# [EXERCISE AIM]
Search the entries for the word "same". Copy each line in which it is found.
####################
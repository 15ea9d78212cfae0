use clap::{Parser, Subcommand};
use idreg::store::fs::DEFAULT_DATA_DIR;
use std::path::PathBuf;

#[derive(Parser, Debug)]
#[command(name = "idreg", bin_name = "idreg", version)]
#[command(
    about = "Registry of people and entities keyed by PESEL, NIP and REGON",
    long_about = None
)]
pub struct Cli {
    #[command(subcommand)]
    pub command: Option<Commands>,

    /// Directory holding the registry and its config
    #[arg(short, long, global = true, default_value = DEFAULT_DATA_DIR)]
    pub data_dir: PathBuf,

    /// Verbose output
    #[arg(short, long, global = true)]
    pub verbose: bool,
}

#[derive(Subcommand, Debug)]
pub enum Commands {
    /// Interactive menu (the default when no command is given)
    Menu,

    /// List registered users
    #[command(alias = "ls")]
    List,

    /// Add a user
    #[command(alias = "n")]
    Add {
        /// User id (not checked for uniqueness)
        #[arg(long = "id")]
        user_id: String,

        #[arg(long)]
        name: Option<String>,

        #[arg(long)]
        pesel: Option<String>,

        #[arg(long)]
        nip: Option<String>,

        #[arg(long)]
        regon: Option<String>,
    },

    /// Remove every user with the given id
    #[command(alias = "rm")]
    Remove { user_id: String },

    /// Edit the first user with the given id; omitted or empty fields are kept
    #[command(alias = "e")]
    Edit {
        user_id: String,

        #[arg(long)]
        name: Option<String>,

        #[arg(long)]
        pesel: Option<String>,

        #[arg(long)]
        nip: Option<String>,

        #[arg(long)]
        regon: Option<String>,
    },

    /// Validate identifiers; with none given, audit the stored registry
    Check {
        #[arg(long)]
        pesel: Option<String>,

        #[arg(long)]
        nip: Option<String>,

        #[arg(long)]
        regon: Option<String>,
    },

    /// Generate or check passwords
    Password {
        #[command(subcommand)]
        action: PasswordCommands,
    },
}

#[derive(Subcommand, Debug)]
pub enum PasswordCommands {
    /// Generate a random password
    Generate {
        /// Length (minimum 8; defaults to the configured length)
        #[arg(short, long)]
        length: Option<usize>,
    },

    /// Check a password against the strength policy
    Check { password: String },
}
####################
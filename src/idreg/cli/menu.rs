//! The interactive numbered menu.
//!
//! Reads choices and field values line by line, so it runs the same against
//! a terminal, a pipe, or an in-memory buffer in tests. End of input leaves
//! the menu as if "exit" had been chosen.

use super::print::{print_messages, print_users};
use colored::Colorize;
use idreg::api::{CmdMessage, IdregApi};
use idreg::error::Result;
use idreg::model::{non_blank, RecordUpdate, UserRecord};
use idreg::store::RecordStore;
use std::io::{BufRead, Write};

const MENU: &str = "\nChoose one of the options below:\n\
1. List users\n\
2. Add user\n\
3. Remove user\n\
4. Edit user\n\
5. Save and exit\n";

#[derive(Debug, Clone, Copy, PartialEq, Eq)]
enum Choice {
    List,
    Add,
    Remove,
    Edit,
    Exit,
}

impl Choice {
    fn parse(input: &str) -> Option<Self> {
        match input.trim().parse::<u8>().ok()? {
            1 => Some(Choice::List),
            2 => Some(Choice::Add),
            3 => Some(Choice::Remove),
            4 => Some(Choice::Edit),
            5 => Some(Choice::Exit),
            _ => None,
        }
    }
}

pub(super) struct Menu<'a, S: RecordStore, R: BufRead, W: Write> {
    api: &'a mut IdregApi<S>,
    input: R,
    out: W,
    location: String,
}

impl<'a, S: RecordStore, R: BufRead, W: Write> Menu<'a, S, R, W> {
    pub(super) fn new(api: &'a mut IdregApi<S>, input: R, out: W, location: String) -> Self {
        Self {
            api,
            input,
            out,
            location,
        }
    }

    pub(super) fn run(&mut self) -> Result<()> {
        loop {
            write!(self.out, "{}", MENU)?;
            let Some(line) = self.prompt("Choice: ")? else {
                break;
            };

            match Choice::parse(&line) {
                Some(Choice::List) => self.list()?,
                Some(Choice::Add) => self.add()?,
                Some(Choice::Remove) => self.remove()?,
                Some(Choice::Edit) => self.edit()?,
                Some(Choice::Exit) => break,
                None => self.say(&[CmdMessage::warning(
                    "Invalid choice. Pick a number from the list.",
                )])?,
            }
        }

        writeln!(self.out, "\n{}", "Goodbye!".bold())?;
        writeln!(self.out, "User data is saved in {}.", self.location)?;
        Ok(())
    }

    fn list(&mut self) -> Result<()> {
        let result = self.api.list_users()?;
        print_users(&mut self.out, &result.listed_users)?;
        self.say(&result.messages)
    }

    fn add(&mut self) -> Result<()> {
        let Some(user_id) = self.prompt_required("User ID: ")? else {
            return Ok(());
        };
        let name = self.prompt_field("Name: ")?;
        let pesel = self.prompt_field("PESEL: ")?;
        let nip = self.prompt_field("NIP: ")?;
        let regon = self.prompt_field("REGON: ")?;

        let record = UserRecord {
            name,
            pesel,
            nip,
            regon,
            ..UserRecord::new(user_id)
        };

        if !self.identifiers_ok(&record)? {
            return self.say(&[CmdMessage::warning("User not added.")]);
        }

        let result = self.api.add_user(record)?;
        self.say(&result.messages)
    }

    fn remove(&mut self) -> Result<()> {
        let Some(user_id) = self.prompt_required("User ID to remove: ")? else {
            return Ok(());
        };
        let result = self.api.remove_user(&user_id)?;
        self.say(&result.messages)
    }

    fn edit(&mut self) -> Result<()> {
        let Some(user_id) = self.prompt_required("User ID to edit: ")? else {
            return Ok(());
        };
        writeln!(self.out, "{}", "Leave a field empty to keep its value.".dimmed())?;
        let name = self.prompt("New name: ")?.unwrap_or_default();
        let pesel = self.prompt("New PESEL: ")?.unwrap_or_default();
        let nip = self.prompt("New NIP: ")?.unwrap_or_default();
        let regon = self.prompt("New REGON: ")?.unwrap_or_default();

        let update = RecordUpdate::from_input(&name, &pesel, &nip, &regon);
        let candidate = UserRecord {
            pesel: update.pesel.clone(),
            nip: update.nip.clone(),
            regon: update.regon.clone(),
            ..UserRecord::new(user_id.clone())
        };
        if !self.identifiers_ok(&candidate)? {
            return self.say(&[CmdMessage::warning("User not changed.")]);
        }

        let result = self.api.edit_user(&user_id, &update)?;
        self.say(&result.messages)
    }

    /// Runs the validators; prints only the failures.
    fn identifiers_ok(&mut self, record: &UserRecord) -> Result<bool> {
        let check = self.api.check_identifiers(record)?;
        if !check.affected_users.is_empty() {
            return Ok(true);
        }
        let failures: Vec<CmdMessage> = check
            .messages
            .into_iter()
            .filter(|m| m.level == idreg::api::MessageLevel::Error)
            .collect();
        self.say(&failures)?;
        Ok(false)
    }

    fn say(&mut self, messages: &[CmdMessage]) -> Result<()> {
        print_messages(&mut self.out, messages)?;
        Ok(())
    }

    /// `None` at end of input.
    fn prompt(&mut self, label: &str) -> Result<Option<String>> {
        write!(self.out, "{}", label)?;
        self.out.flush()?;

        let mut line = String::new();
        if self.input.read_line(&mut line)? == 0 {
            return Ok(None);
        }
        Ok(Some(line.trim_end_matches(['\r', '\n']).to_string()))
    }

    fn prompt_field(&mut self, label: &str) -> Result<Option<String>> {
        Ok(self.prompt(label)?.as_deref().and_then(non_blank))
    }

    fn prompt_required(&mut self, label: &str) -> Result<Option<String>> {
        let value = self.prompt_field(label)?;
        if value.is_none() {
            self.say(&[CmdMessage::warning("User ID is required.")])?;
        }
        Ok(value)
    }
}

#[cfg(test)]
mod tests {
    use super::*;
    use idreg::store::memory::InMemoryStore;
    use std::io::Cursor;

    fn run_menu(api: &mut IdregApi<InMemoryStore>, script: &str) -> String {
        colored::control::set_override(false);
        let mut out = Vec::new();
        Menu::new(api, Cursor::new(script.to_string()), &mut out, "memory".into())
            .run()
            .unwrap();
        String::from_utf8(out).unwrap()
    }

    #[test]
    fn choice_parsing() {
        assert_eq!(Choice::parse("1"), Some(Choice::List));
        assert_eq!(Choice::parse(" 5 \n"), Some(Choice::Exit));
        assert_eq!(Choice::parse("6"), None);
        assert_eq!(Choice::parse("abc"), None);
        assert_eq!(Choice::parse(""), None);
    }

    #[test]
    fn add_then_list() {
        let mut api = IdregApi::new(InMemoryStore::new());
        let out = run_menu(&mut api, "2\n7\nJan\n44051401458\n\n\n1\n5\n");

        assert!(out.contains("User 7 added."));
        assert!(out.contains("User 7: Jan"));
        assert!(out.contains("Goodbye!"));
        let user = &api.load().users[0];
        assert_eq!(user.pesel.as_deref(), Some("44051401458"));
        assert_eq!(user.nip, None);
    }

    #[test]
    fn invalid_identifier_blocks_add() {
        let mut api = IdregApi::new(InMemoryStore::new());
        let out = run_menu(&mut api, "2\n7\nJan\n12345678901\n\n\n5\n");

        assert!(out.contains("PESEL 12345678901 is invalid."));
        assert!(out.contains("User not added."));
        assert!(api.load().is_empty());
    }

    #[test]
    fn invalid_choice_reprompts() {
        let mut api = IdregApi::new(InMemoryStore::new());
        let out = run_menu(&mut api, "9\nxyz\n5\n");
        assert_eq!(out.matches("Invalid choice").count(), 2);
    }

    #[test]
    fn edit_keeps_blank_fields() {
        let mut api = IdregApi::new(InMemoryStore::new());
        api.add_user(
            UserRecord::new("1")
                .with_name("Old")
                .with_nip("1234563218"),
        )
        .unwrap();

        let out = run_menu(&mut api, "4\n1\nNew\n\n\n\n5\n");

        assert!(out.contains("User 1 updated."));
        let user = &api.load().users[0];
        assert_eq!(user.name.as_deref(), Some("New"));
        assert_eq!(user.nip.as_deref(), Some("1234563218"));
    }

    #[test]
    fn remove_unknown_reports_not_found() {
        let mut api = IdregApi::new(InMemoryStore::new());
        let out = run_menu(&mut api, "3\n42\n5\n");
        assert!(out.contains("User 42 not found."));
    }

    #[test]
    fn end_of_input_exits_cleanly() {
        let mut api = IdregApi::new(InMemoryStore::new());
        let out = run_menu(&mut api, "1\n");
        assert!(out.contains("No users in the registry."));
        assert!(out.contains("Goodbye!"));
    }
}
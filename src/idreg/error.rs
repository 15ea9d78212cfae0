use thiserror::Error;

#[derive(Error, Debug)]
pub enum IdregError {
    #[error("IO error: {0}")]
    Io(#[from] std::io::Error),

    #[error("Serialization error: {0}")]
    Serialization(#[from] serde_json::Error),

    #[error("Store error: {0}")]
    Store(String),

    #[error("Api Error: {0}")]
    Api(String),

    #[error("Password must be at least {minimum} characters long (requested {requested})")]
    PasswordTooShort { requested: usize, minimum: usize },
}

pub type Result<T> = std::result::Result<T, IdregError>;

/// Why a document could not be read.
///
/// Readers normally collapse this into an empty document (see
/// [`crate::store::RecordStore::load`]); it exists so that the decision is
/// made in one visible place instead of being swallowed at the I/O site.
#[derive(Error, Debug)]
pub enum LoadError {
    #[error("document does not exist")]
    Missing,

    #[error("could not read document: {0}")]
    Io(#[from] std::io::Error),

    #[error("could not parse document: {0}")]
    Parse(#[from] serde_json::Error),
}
####################
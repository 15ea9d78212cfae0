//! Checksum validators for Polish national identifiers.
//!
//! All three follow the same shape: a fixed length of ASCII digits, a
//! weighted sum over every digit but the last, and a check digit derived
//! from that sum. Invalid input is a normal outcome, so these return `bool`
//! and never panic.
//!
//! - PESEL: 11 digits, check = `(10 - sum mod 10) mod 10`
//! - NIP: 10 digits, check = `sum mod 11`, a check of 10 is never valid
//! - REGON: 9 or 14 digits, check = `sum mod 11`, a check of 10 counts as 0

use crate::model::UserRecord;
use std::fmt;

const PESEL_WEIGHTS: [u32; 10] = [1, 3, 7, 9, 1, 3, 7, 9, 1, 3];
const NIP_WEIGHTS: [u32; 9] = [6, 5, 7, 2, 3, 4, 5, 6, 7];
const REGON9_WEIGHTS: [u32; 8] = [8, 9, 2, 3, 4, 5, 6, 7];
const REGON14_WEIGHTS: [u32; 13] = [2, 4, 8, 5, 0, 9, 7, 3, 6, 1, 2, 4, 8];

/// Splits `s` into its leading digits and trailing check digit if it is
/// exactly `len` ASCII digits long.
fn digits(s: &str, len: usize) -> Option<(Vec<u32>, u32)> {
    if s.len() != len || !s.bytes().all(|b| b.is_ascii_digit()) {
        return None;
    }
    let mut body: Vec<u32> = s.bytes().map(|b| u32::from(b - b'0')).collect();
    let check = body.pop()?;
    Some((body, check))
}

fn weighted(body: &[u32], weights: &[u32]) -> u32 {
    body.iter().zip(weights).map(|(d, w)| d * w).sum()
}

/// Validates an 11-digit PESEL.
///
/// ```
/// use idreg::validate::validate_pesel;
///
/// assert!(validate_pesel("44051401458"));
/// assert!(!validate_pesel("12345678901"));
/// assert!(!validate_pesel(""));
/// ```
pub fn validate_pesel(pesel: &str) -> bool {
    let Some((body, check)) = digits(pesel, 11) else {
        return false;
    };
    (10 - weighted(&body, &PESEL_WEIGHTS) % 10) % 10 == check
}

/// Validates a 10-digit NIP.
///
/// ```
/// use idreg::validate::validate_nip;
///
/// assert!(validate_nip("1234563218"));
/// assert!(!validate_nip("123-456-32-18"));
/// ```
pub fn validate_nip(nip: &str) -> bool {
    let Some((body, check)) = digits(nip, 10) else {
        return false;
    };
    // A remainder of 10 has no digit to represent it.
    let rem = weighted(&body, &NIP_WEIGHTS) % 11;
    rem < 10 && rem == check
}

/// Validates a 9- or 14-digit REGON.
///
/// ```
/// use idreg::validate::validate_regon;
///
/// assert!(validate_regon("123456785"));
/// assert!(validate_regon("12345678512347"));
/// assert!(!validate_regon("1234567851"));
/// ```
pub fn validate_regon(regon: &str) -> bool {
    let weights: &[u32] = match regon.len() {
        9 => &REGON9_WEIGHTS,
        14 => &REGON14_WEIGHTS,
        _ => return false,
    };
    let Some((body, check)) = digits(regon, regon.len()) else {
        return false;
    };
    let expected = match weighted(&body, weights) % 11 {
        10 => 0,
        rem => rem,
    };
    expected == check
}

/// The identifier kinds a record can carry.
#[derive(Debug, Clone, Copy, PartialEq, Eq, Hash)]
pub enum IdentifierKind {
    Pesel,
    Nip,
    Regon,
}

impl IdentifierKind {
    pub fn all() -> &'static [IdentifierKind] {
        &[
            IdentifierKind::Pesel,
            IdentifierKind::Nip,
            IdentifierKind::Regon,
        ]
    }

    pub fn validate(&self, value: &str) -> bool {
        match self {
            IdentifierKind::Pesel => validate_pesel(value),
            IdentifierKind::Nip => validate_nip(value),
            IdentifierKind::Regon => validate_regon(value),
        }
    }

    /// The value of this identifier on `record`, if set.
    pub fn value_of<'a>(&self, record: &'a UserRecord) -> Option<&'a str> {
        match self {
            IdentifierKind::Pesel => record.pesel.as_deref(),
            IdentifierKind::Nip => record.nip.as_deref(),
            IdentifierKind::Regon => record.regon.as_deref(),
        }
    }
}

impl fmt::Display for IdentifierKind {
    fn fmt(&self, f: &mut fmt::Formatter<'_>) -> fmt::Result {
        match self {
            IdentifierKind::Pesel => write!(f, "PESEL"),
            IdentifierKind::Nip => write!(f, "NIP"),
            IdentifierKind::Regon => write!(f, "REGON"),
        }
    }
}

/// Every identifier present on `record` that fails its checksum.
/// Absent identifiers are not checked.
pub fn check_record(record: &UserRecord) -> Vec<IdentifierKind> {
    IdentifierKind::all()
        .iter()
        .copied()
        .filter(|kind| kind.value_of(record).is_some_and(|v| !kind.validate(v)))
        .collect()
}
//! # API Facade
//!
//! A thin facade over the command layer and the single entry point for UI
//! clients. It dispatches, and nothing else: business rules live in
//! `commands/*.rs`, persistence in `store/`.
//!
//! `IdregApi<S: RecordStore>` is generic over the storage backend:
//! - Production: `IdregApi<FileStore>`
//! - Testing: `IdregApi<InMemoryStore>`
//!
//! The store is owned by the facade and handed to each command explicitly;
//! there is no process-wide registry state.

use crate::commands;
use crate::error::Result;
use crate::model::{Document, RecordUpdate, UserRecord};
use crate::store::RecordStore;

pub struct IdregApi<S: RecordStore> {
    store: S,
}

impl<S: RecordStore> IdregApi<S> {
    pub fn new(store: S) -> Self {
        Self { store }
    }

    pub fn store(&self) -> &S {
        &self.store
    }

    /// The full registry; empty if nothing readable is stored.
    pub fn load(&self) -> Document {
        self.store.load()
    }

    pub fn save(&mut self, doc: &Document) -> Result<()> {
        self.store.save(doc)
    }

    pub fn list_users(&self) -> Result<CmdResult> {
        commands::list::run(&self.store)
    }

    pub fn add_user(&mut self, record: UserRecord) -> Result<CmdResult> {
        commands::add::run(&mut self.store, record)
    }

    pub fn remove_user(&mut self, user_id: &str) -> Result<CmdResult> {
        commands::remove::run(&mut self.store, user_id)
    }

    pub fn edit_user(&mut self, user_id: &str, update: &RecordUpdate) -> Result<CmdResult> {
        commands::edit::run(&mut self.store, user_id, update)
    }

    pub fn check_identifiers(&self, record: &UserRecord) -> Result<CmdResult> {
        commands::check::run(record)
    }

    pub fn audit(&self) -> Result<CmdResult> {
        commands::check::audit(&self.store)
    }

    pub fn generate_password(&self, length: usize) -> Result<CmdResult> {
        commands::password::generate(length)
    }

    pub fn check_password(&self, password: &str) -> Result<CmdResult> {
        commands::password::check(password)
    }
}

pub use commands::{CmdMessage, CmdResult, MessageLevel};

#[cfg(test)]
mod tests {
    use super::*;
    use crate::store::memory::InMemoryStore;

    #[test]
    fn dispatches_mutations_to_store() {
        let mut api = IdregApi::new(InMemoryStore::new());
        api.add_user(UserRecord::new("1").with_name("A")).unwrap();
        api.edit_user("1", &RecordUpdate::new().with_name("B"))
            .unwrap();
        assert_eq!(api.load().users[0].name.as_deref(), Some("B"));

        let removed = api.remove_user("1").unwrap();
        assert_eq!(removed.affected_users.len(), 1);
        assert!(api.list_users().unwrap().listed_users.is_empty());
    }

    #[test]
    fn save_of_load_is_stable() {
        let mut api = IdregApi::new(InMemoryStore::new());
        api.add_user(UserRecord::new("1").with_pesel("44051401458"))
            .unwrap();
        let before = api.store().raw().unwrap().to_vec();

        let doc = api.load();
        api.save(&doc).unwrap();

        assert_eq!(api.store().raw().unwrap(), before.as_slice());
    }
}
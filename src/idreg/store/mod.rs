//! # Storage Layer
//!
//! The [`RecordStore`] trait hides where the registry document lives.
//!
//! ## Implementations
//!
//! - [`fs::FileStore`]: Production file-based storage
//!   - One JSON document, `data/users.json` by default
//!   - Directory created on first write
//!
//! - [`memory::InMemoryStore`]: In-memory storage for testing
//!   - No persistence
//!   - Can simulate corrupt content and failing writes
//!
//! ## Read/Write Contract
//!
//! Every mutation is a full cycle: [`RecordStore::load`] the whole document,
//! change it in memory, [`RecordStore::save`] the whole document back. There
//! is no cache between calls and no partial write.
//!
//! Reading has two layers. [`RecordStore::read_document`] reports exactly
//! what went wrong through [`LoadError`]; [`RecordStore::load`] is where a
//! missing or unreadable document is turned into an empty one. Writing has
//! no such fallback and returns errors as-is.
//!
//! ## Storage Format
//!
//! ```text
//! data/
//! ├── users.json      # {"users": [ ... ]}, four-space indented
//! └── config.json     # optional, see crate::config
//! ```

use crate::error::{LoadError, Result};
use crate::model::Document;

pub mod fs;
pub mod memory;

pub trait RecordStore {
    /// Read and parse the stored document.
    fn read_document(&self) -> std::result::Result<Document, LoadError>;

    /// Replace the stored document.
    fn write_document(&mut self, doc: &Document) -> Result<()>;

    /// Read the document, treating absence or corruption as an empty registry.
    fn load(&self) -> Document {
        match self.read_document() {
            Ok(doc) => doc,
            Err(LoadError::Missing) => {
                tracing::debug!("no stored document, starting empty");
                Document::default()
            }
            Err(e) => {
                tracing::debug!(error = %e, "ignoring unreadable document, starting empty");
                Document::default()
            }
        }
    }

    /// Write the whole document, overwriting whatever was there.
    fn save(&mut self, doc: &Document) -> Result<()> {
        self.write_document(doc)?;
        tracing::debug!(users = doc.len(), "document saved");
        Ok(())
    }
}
####################
# [RESPONSE AREA]
//! Reads choices and field values line by line, so it runs the same against
//! All three follow the same shape: a fixed length of ASCII digits, a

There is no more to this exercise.